Provided entries START
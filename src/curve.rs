//! ROC curve computation.
//!
//! A ROC curve traces the (false positive rate, true positive rate) pairs
//! obtained by sweeping a decision threshold from above the highest score
//! down to below the lowest. Tied scores are grouped so the curve has one
//! point per distinct threshold, and the trapezoidal area under the swept
//! curve equals the rank-based AUC.

use serde::{Deserialize, Serialize};

use crate::error::AucError;
use crate::estimator::validate_observations;

/// One point of a ROC curve.
#[derive(Debug, Clone, Copy, PartialEq, Serialize, Deserialize)]
pub struct RocPoint {
    /// False positive rate at this threshold (1 - specificity).
    pub fpr: f64,
    /// True positive rate at this threshold (sensitivity).
    pub tpr: f64,
    /// Score threshold; observations scoring at or above it are predicted
    /// positive. The initial (0, 0) point carries `f64::INFINITY`.
    pub threshold: f64,
}

/// A ROC curve: threshold sweep points plus the area under them.
#[derive(Debug, Clone, PartialEq, Serialize, Deserialize)]
pub struct RocCurve {
    points: Vec<RocPoint>,
    auc: f64,
}

impl RocCurve {
    /// Compute the ROC curve for paired labels and scores.
    ///
    /// Sorts by descending score, sweeps thresholds across distinct score
    /// values, and accumulates the trapezoidal area as it goes. The curve
    /// always starts at (0, 0) and ends at (1, 1).
    ///
    /// # Errors
    ///
    /// Returns [`AucError::InvalidInput`] under the same conditions as
    /// [`roc_auc`](crate::roc_auc).
    pub fn from_scores(labels: &[bool], scores: &[f64]) -> Result<Self, AucError> {
        validate_observations(labels, scores)?;

        let n = labels.len();
        let total_pos = labels.iter().filter(|&&l| l).count() as f64;
        let total_neg = n as f64 - total_pos;

        let mut order: Vec<usize> = (0..n).collect();
        order.sort_unstable_by(|&a, &b| scores[b].total_cmp(&scores[a]));

        let mut points = Vec::with_capacity(n + 1);
        points.push(RocPoint {
            fpr: 0.0,
            tpr: 0.0,
            threshold: f64::INFINITY,
        });

        let mut tp = 0.0;
        let mut fp = 0.0;
        let mut prev_fpr = 0.0;
        let mut prev_tpr = 0.0;
        let mut auc = 0.0;

        let mut i = 0;
        while i < n {
            let threshold = scores[order[i]];
            // Absorb the whole tie group before emitting a point.
            let mut j = i;
            while j < n && scores[order[j]] == threshold {
                if labels[order[j]] {
                    tp += 1.0;
                } else {
                    fp += 1.0;
                }
                j += 1;
            }

            let fpr = fp / total_neg;
            let tpr = tp / total_pos;
            auc += (fpr - prev_fpr) * (tpr + prev_tpr) / 2.0;
            points.push(RocPoint {
                fpr,
                tpr,
                threshold,
            });

            prev_fpr = fpr;
            prev_tpr = tpr;
            i = j;
        }

        Ok(Self { points, auc })
    }

    /// The sweep points, from (0, 0) to (1, 1) in descending threshold
    /// order.
    pub fn points(&self) -> &[RocPoint] {
        &self.points
    }

    /// Area under the curve by the trapezoidal rule.
    ///
    /// With tie grouping this equals the rank-based AUC returned by
    /// [`roc_auc`](crate::roc_auc).
    pub fn auc(&self) -> f64 {
        self.auc
    }

    /// The point maximizing Youden's J statistic (TPR - FPR).
    ///
    /// Its threshold is the operating point that best separates the
    /// classes; earlier points win ties.
    pub fn youden_point(&self) -> RocPoint {
        let mut best = self.points[0];
        let mut best_j = best.tpr - best.fpr;
        for &p in &self.points[1..] {
            let j = p.tpr - p.fpr;
            if j > best_j {
                best = p;
                best_j = j;
            }
        }
        best
    }
}
//! Rendering tests for the ROC plot layouts.
//!
//! These verify that both layouts render real datasets to disk without
//! error. Visual appearance is not asserted; the SVG output is checked for
//! existence and non-trivial size.

use std::collections::HashMap;

use auroc::gaussian_dataset;
use auroc::plot::{plot_roc_overlay, plot_roc_panels, PlotError, PlotStyle};
use auroc::ScoredDataset;
use plotters::style::RGBColor;

fn demo_datasets() -> Vec<ScoredDataset> {
    vec![
        gaussian_dataset("Linear_High", 200, 3.0, 2025),
        gaussian_dataset("Linear_Mid", 200, 1.5, 2026),
        gaussian_dataset("Linear_Low", 200, 0.5, 2027),
    ]
}

#[test]
fn overlay_renders_svg() {
    let dir = tempfile::tempdir().unwrap();
    let path = dir.path().join("overlay.svg");

    plot_roc_overlay(&path, &demo_datasets(), "ROC Curve Comparison", &PlotStyle::default())
        .unwrap();

    let size = std::fs::metadata(&path).unwrap().len();
    assert!(size > 1_000, "suspiciously small SVG: {} bytes", size);
}

#[test]
fn overlay_honors_color_mapping() {
    let dir = tempfile::tempdir().unwrap();
    let path = dir.path().join("colored.svg");

    let mut colors = HashMap::new();
    colors.insert("Linear_High".to_string(), RGBColor(10, 20, 30));
    let style = PlotStyle::new().colors(colors);

    plot_roc_overlay(&path, &demo_datasets(), "Colored", &style).unwrap();

    // The mapped color must appear in the SVG; unmapped datasets fall back
    // to the palette.
    let svg = std::fs::read_to_string(&path).unwrap().to_ascii_lowercase();
    assert!(
        svg.contains("#0a141e") || svg.contains("rgb(10,20,30)"),
        "mapped color missing from output"
    );
}

#[test]
fn panels_render_partial_last_row() {
    let dir = tempfile::tempdir().unwrap();
    let path = dir.path().join("panels.svg");

    // Three datasets over two columns leaves one blank cell.
    plot_roc_panels(&path, &demo_datasets(), 2, "ROC Curve Panels", &PlotStyle::default())
        .unwrap();

    let size = std::fs::metadata(&path).unwrap().len();
    assert!(size > 1_000, "suspiciously small SVG: {} bytes", size);
}

#[test]
fn empty_input_is_rejected_before_touching_disk() {
    let dir = tempfile::tempdir().unwrap();
    let path = dir.path().join("never.svg");

    let err = plot_roc_overlay(&path, &[], "Empty", &PlotStyle::default()).unwrap_err();
    assert!(matches!(err, PlotError::NoDatasets));
    assert!(!path.exists());
}

#[test]
fn invalid_dataset_surfaces_as_plot_error() {
    let dir = tempfile::tempdir().unwrap();
    let path = dir.path().join("bad.svg");

    let bad = ScoredDataset::new("one-class", vec![true, true], vec![0.1, 0.2]);
    let err = plot_roc_panels(&path, &[bad], 1, "Bad", &PlotStyle::default()).unwrap_err();
    assert!(matches!(err, PlotError::InvalidData(_)));
}
//! Percentile computation by linear interpolation between order statistics.
//!
//! Implements the Type 7 estimator of Hyndman & Fan (1996), the default in
//! most numeric packages: for a sorted sample `x` of size `n` at probability
//! `p`,
//!
//! ```text
//! h = (n - 1) * p
//! q = x[floor(h)] + (h - floor(h)) * (x[floor(h) + 1] - x[floor(h)])
//! ```
//!
//! Percentile-bootstrap confidence bounds are read off the sorted bootstrap
//! distribution with this estimator.
//!
//! # Reference
//!
//! Hyndman, R. J. & Fan, Y. (1996). "Sample quantiles in statistical
//! packages." The American Statistician 50(4):361–365.

/// Compute the `p`-th quantile of pre-sorted data by linear interpolation.
///
/// # Arguments
///
/// * `sorted` - Sample sorted in ascending order (not verified)
/// * `p` - Probability in [0, 1]
///
/// # Returns
///
/// The interpolated quantile; for `p = 0` and `p = 1` the first and last
/// elements exactly.
///
/// # Panics
///
/// Panics if `sorted` is empty or `p` is outside [0, 1].
pub fn percentile_sorted(sorted: &[f64], p: f64) -> f64 {
    assert!(
        !sorted.is_empty(),
        "Cannot compute percentile of empty slice"
    );
    assert!(
        (0.0..=1.0).contains(&p),
        "Percentile probability must be in [0, 1]"
    );

    let n = sorted.len();
    if n == 1 {
        return sorted[0];
    }

    let h = (n - 1) as f64 * p;
    let lo = h.floor() as usize;
    let hi = h.ceil() as usize;
    if lo == hi {
        return sorted[lo];
    }

    let frac = h - lo as f64;
    sorted[lo] + frac * (sorted[hi] - sorted[lo])
}

#[cfg(test)]
mod tests {
    use super::*;

    #[test]
    fn median_of_odd_sample() {
        let data = [1.0, 2.0, 3.0, 4.0, 5.0];
        assert!((percentile_sorted(&data, 0.5) - 3.0).abs() < 1e-12);
    }

    #[test]
    fn median_of_even_sample_interpolates() {
        let data = [1.0, 2.0, 3.0, 4.0];
        // h = 3 * 0.5 = 1.5 -> 2.0 + 0.5 * (3.0 - 2.0) = 2.5
        assert!((percentile_sorted(&data, 0.5) - 2.5).abs() < 1e-12);
    }

    #[test]
    fn extremes_hit_endpoints() {
        let data = [1.0, 2.0, 3.0, 4.0, 5.0];
        assert_eq!(percentile_sorted(&data, 0.0), 1.0);
        assert_eq!(percentile_sorted(&data, 1.0), 5.0);
    }

    #[test]
    fn quarter_percentile() {
        let data = [10.0, 20.0, 30.0, 40.0, 50.0];
        // h = 4 * 0.25 = 1.0 -> exactly 20.0
        assert!((percentile_sorted(&data, 0.25) - 20.0).abs() < 1e-12);
        // h = 4 * 0.1 = 0.4 -> 10 + 0.4 * 10 = 14.0
        assert!((percentile_sorted(&data, 0.1) - 14.0).abs() < 1e-12);
    }

    #[test]
    fn bootstrap_bounds_probabilities() {
        // The 2.5th/97.5th percentiles of 1..=100.
        let data: Vec<f64> = (1..=100).map(f64::from).collect();
        // h = 99 * 0.025 = 2.475 -> 3 + 0.475 * 1 = 3.475
        assert!((percentile_sorted(&data, 0.025) - 3.475).abs() < 1e-12);
        // h = 99 * 0.975 = 96.525 -> 97 + 0.525 * 1 = 97.525
        assert!((percentile_sorted(&data, 0.975) - 97.525).abs() < 1e-12);
    }

    #[test]
    fn single_element() {
        assert_eq!(percentile_sorted(&[42.0], 0.3), 42.0);
    }

    #[test]
    #[should_panic(expected = "empty slice")]
    fn empty_slice_panics() {
        percentile_sorted(&[], 0.5);
    }

    #[test]
    #[should_panic(expected = "must be in [0, 1]")]
    fn out_of_range_probability_panics() {
        percentile_sorted(&[1.0], 1.5);
    }
}
// ===============================
// src/recorder.rs
// ===============================
//
// JSONL message log, ringan & tahan banting:
// - Tulis setiap Event (session, inbound, outbound) ke file .jsonl (append).
// - Bufer dengan BufWriter agar hemat syscall.
// - Flush periodik tiap 1s dan/atau tiap 1000 event.
// - Otomatis membuat parent directory jika belum ada.
// - Jika tulis gagal, coba reopen file sekali lalu lanjut.
//
// ENV: set `RECORD_FILE=/path/to/messages.jsonl` agar aktif (lihat main.rs).
//
use std::path::Path;

use chrono::{DateTime, Utc};
use serde::Serialize;
use tokio::{
    fs::{self, OpenOptions},
    io::{AsyncWriteExt, BufWriter},
    sync::mpsc,
    time::{interval, Duration, MissedTickBehavior},
};
use tracing::{error, info, warn};

use crate::builder::OutboundMessage;
use crate::domain::{InboundMessage, SessionHandle};

#[derive(Debug, Clone, Serialize)]
#[serde(tag = "kind", rename_all = "snake_case")]
pub enum Event {
    Connected { ts: DateTime<Utc>, session: SessionHandle },
    Disconnected { ts: DateTime<Utc>, session: SessionHandle },
    Inbound { ts: DateTime<Utc>, session: SessionHandle, msg: InboundMessage },
    Outbound { ts: DateTime<Utc>, session: SessionHandle, msg: OutboundMessage },
}

/// Non-blocking hand-off; a slow recorder never holds up dispatch.
pub fn offer(tx: Option<&mpsc::Sender<Event>>, ev: Event) {
    if let Some(tx) = tx {
        if let Err(mpsc::error::TrySendError::Full(_)) = tx.try_send(ev) {
            warn!("recorder queue full, event dropped");
        }
    }
}

async fn open_writer(path: &str) -> std::io::Result<BufWriter<tokio::fs::File>> {
    // Pastikan parent directory ada (kalau ada)
    if let Some(parent) = Path::new(path).parent() {
        if !parent.as_os_str().is_empty() {
            fs::create_dir_all(parent).await?;
        }
    }
    let file = OpenOptions::new().create(true).append(true).open(path).await?;
    Ok(BufWriter::new(file))
}

async fn write_line(writer: &mut BufWriter<tokio::fs::File>, line: &str) -> std::io::Result<()> {
    writer.write_all(line.as_bytes()).await?;
    writer.write_all(b"\n").await
}

pub async fn run(mut rx: mpsc::Receiver<Event>, path: String) {
    info!(%path, "recorder: started");
    let mut writer = match open_writer(&path).await {
        Ok(w) => w,
        Err(e) => {
            error!(?e, %path, "recorder: open failed, recording disabled");
            return;
        }
    };

    let mut tick = interval(Duration::from_secs(1));
    tick.set_missed_tick_behavior(MissedTickBehavior::Delay);

    let mut since_last_flush: u32 = 0;
    const FLUSH_EVERY_N_EVENTS: u32 = 1000;

    loop {
        tokio::select! {
            maybe_ev = rx.recv() => {
                let Some(ev) = maybe_ev else {
                    // Channel closed: flush dan keluar
                    let _ = writer.flush().await;
                    info!("recorder: channel closed, stopped");
                    break;
                };

                let line = match serde_json::to_string(&ev) {
                    Ok(s) => s,
                    Err(e) => {
                        error!(?e, "recorder: serialize error, skip event");
                        continue;
                    }
                };

                if let Err(e) = write_line(&mut writer, &line).await {
                    error!(?e, "recorder: write failed, attempting reopen");
                    writer = match open_writer(&path).await {
                        Ok(w) => w,
                        Err(e) => {
                            error!(?e, %path, "recorder: reopen failed, recording stopped");
                            return;
                        }
                    };
                    if let Err(e2) = write_line(&mut writer, &line).await {
                        error!(?e2, "recorder: write failed again after reopen, drop event");
                        continue;
                    }
                }

                since_last_flush += 1;
                if since_last_flush >= FLUSH_EVERY_N_EVENTS {
                    let _ = writer.flush().await;
                    since_last_flush = 0;
                }
            }

            _ = tick.tick() => {
                let _ = writer.flush().await;
                since_last_flush = 0;
            }
        }
    }
}

#[cfg(test)]
mod tests {
    use super::*;
    use crate::builder::build_quote_response;
    use crate::domain::{msg_type, tag, Instrument};
    use rust_decimal_macros::dec;

    #[tokio::test]
    async fn writes_one_json_line_per_event() {
        let dir = tempfile::tempdir().unwrap();
        let path = dir.path().join("nested/messages.jsonl");
        let path_str = path.to_string_lossy().to_string();

        let (tx, rx) = mpsc::channel(16);
        let task = tokio::spawn(run(rx, path_str));

        let session = SessionHandle::new("FIX.4.4", "QUOTER", "CLIENT1");
        let inbound = InboundMessage::of_type(msg_type::QUOTE_REQUEST).with_field(tag::QUOTE_REQ_ID, "QR1");
        let outbound = OutboundMessage::Quote(build_quote_response(
            "QR1", dec!(100.25), dec!(0), &Instrument::new("IBM", "US4592001014"), dec!(5000),
        ));
        tx.send(Event::Connected { ts: Utc::now(), session: session.clone() }).await.unwrap();
        tx.send(Event::Inbound { ts: Utc::now(), session: session.clone(), msg: inbound }).await.unwrap();
        tx.send(Event::Outbound { ts: Utc::now(), session, msg: outbound }).await.unwrap();
        drop(tx);
        task.await.unwrap();

        let text = std::fs::read_to_string(&path).unwrap();
        let lines: Vec<serde_json::Value> =
            text.lines().map(|l| serde_json::from_str(l).unwrap()).collect();
        assert_eq!(lines.len(), 3);
        assert_eq!(lines[0]["kind"], "connected");
        assert_eq!(lines[1]["kind"], "inbound");
        assert_eq!(lines[2]["kind"], "outbound");
        assert_eq!(lines[2]["msg"]["Quote"]["bid_px"], "100.25");
        assert_eq!(lines[2]["session"]["target_comp_id"], "CLIENT1");
    }
}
Provided entries END
- _What to work on_: Your output should be the listing's lines, exact and complete, from its first line to the line that contains "pub struct RocPoint", inclusive.

- _Solution_:
filename src/curve.rs
//! ROC curve computation.
//!
//! A ROC curve traces the (false positive rate, true positive rate) pairs
//! obtained by sweeping a decision threshold from above the highest score
//! down to below the lowest. Tied scores are grouped so the curve has one
//! point per distinct threshold, and the trapezoidal area under the swept
//! curve equals the rank-based AUC.

use serde::{Deserialize, Serialize};

use crate::error::AucError;
use crate::estimator::validate_observations;

/// One point of a ROC curve.
#[derive(Debug, Clone, Copy, PartialEq, Serialize, Deserialize)]
pub struct RocPoint {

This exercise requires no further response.